Search code examples
pythonmultiprocessingpython-multiprocessing

Why is executor.map from multiprocessing running the entire main again?


I have the following snippet below from a main.py script

------------------------------------------------------------------------------------------------

a bunch of code above with that has a write-to-disk process that was meant to be only run once
------------------------------------------------------------------------------------------------

context =  get_context('spawn')
someInitData1= context.Value('i', -1)
someInitData2= context.Value('i', 0)

with concurrent.futures.ProcessPoolExecutor(max_workers=4,
                                        mp_context=context,
                                        initializer=util.init_func, 
                                        initargs=(someInitData1,someInitData2)
                                       ) as executor:
        multiProcessResults= [x for x in executor.map(util.multi_process_job, 
                                           someArguments1,
                                           someArguments2,
                                          )]

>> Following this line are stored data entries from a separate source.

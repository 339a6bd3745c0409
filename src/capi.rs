// Tue Jan 20 2026 - Alex

//! C interface used by the Python `ctypes` binding.
//!
//! A `BinaryPattern*` is created by [`BinaryPattern_Parse`] and must be destroyed exactly once
//! by [`BinaryPattern_Free`]. Scanning with a freed handle, freeing a handle twice, or passing a
//! `data` pointer that is not valid for `length` bytes is undefined behaviour. None of this is
//! checked beyond rejecting null pointers.

#![allow(non_snake_case)]

use crate::pattern::CompiledPattern;
use std::ffi::{c_char, CStr};
use std::{ptr, slice};

/// Opaque compiled pattern handed out to C callers.
pub struct BinaryPattern(CompiledPattern);

/// Compiles a NUL-terminated pattern string.
///
/// Returns NULL if `pattern` is NULL, is not valid UTF-8, or does not parse.
///
/// # Safety
///
/// `pattern` must be NULL or point to a NUL-terminated string.
#[no_mangle]
pub unsafe extern "C" fn BinaryPattern_Parse(pattern: *const c_char) -> *mut BinaryPattern {
    if pattern.is_null() {
        return ptr::null_mut();
    }

    let source = match CStr::from_ptr(pattern).to_str() {
        Ok(source) => source,
        Err(_) => return ptr::null_mut(),
    };

    match CompiledPattern::compile(source) {
        Ok(compiled) => Box::into_raw(Box::new(BinaryPattern(compiled))),
        Err(e) => {
            log::debug!("Rejected pattern \"{}\": {}", source, e);
            ptr::null_mut()
        }
    }
}

/// Destroys a pattern returned by [`BinaryPattern_Parse`]. NULL is ignored.
///
/// # Safety
///
/// `pattern` must be NULL or a handle from [`BinaryPattern_Parse`] that has not been freed.
#[no_mangle]
pub unsafe extern "C" fn BinaryPattern_Free(pattern: *mut BinaryPattern) {
    if !pattern.is_null() {
        drop(Box::from_raw(pattern));
    }
}

/// Scans `length` bytes at `data`, writing up to `max_results` ascending offsets into
/// `results`. Returns the number of offsets written.
///
/// `max_results == 0` writes nothing and returns 0.
///
/// # Safety
///
/// `pattern` must be a live handle from [`BinaryPattern_Parse`]. If `length` is non-zero,
/// `data` must be valid for reads of `length` bytes. `results` must be valid for writes of
/// `max_results` offsets. The handle may be scanned from several threads at once, but must not
/// be freed while any scan is running.
#[no_mangle]
pub unsafe extern "C" fn BinjaPattern_Scan(
    pattern: *const BinaryPattern,
    data: *const u8,
    length: usize,
    results: *mut usize,
    max_results: usize,
) -> usize {
    let pattern = match pattern.as_ref() {
        Some(pattern) => &pattern.0,
        None => return 0,
    };

    if results.is_null() || max_results == 0 || length == 0 || data.is_null() {
        return 0;
    }

    let data = slice::from_raw_parts(data, length);
    let results = slice::from_raw_parts_mut(results, max_results);

    pattern.scan_into(data, results)
}

#[cfg(test)]
mod tests {
    use super::*;
    use std::ffi::CString;

    fn parse(source: &str) -> *mut BinaryPattern {
        let source = CString::new(source).unwrap();
        unsafe { BinaryPattern_Parse(source.as_ptr()) }
    }

    #[test]
    fn test_parse_scan_free() {
        let pattern = parse("AA ?? CC");
        assert!(!pattern.is_null());

        let data = [0xAA, 0x01, 0xCC, 0xAA, 0x02, 0xCC];
        let mut results = [0usize; 4];
        let count = unsafe {
            BinjaPattern_Scan(pattern, data.as_ptr(), data.len(), results.as_mut_ptr(), results.len())
        };

        assert_eq!(count, 2);
        assert_eq!(&results[..count], &[0, 3]);

        unsafe { BinaryPattern_Free(pattern) };
    }

    #[test]
    fn test_single_result_like_python_find() {
        let pattern = parse("AA AA");
        let data = [0xAA; 3];
        let mut result = usize::MAX;
        let count = unsafe { BinjaPattern_Scan(pattern, data.as_ptr(), data.len(), &mut result, 1) };

        assert_eq!(count, 1);
        assert_eq!(result, 0);

        unsafe { BinaryPattern_Free(pattern) };
    }

    #[test]
    fn test_never_writes_past_capacity() {
        let pattern = parse("00");
        let data = [0u8; 8];
        let mut results = [usize::MAX; 4];
        let count = unsafe { BinjaPattern_Scan(pattern, data.as_ptr(), data.len(), results.as_mut_ptr(), 2) };

        assert_eq!(count, 2);
        assert_eq!(results, [0, 1, usize::MAX, usize::MAX]);

        unsafe { BinaryPattern_Free(pattern) };
    }

    #[test]
    fn test_zero_capacity_and_empty_buffer() {
        let pattern = parse("00");
        let data = [0u8; 8];
        let mut results = [usize::MAX; 1];

        let count = unsafe { BinjaPattern_Scan(pattern, data.as_ptr(), data.len(), results.as_mut_ptr(), 0) };
        assert_eq!(count, 0);
        assert_eq!(results[0], usize::MAX);

        let count = unsafe { BinjaPattern_Scan(pattern, ptr::null(), 0, results.as_mut_ptr(), 1) };
        assert_eq!(count, 0);

        unsafe { BinaryPattern_Free(pattern) };
    }

    #[test]
    fn test_invalid_pattern_returns_null() {
        assert!(parse("ZZ").is_null());
        assert!(parse("").is_null());
        assert!(unsafe { BinaryPattern_Parse(ptr::null()) }.is_null());
    }

    #[test]
    fn test_null_handles() {
        let data = [0u8; 4];
        let mut results = [0usize; 1];
        let count = unsafe { BinjaPattern_Scan(ptr::null(), data.as_ptr(), data.len(), results.as_mut_ptr(), 1) };
        assert_eq!(count, 0);
        unsafe { BinaryPattern_Free(ptr::null_mut()) };
    }
}
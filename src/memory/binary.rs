// Tue Jan 20 2026 - Alex

use crate::memory::{MappedFile, MemoryError, Region};
use goblin::elf::program_header::PT_LOAD;
use goblin::mach::Mach;
use goblin::Object;
use std::path::Path;

#[derive(Debug, Clone, Copy, PartialEq, Eq)]
pub enum BinaryFormat {
    Elf,
    MachO,
    Pe,
    /// Not an executable format goblin understands; scanned as one flat region.
    Raw,
}

#[derive(Debug, Clone, PartialEq, Eq)]
pub struct Segment {
    pub name: String,
    pub address: u64,
    pub file_offset: usize,
    pub size: usize,
}

/// A mapped executable split into its file-backed segments.
///
/// Scanning an image reports virtual addresses, the way a disassembler would show them.
pub struct BinaryImage {
    file: MappedFile,
    format: BinaryFormat,
    segments: Vec<Segment>,
}

impl BinaryImage {
    pub fn load<P: AsRef<Path>>(path: P) -> Result<Self, MemoryError> {
        let file = MappedFile::open(path)?;
        let (format, segments) = parse_segments(file.as_slice())?;

        log::debug!(
            "Loaded {} as {:?} with {} segments",
            file.path().display(),
            format,
            segments.len()
        );

        Ok(Self { file, format, segments })
    }

    /// Treats the whole file as a single region based at zero.
    pub fn load_raw<P: AsRef<Path>>(path: P) -> Result<Self, MemoryError> {
        let file = MappedFile::open(path)?;
        let segments = raw_segments(file.len());
        Ok(Self {
            file,
            format: BinaryFormat::Raw,
            segments,
        })
    }

    pub fn format(&self) -> BinaryFormat {
        self.format
    }

    pub fn segments(&self) -> &[Segment] {
        &self.segments
    }

    pub fn regions(&self) -> Vec<Region<'_>> {
        let data = self.file.as_slice();
        self.segments.iter()
            .map(|s| {
                Region::new(s.address, &data[s.file_offset..s.file_offset + s.size])
                    .with_name(&s.name)
            })
            .collect()
    }
}

/// Smallest input goblin can identify.
const MIN_HEADER_LEN: usize = 16;

fn parse_segments(data: &[u8]) -> Result<(BinaryFormat, Vec<Segment>), MemoryError> {
    if data.len() < MIN_HEADER_LEN {
        return Ok((BinaryFormat::Raw, raw_segments(data.len())));
    }

    let object = match Object::parse(data) {
        Ok(object) => object,
        Err(e) => {
            log::debug!("Not a recognised executable ({}), scanning raw bytes", e);
            return Ok((BinaryFormat::Raw, raw_segments(data.len())));
        }
    };

    let (format, segments) = match object {
        Object::Elf(elf) => {
            let segments = elf.program_headers.iter()
                .filter(|ph| ph.p_type == PT_LOAD)
                .enumerate()
                .map(|(i, ph)| (format!("LOAD{}", i), ph.p_vaddr, ph.p_offset, ph.p_filesz))
                .collect::<Vec<_>>();
            (BinaryFormat::Elf, segments)
        }
        Object::Mach(Mach::Binary(macho)) => {
            let mut segments = Vec::new();
            for segment in &macho.segments {
                let name = std::str::from_utf8(&segment.segname)
                    .unwrap_or("")
                    .trim_end_matches('\0')
                    .to_string();
                segments.push((name, segment.vmaddr, segment.fileoff, segment.filesize));
            }
            (BinaryFormat::MachO, segments)
        }
        Object::PE(pe) => {
            let image_base = pe.image_base as u64;
            let mut segments = Vec::with_capacity(pe.sections.len());
            for section in &pe.sections {
                let name = section.name().unwrap_or("").to_string();
                let address = rebase(&name, image_base, section.virtual_address as u64)?;
                segments.push((
                    name,
                    address,
                    section.pointer_to_raw_data as u64,
                    section.size_of_raw_data as u64,
                ));
            }
            (BinaryFormat::Pe, segments)
        }
        _ => return Ok((BinaryFormat::Raw, raw_segments(data.len()))),
    };

    let mut result = Vec::with_capacity(segments.len());
    for (name, address, offset, size) in segments {
        if size == 0 {
            continue;
        }
        let end = offset.checked_add(size).filter(|&end| end <= data.len() as u64);
        if end.is_none() {
            return Err(MemoryError::SegmentOutOfBounds { name, offset, size });
        }
        result.push(Segment {
            name,
            address,
            file_offset: offset as usize,
            size: size as usize,
        });
    }

    Ok((format, result))
}

fn rebase(name: &str, image_base: u64, rva: u64) -> Result<u64, MemoryError> {
    image_base.checked_add(rva).ok_or_else(|| MemoryError::AddressOverflow {
        name: name.to_string(),
        base: image_base,
        offset: rva,
    })
}

fn raw_segments(len: usize) -> Vec<Segment> {
    if len == 0 {
        return Vec::new();
    }
    vec![Segment {
        name: "raw".to_string(),
        address: 0,
        file_offset: 0,
        size: len,
    }]
}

I intend only to have util.multi_process_job be parallelized with multiprocessing. Although, for some reason, with this snippet, all of the code in my main.py get's repeated from the beginning and in parallel as a new process by the workers.

What is strange to me is that the following snippet works fine for my needs when I run it via jupyter notebook. Only the specified function runs. The problem only occurs when I convert the ipnyb file to .py file and run it as a regular python script on a linux machine.


Solution

  • The problem is here:

    context = get_context('spawn')
    

    ...wherein you're forcing a mode that's compatible with Windows, but creates each new process as a completely new copy of Python. Consequently, those new processes need to import your module separately; thus they rerun any code that's invoked on import.

    To avoid this, use get_context('fork') to make each new process be a copy of your existing Python process, with all the prior state (like the modules already loaded and cached in memory) available.


    Alternately, you can put all your top-level code inside an if __name__ == '__main__': gate, so it only runs when your script is executed, but not when it's imported.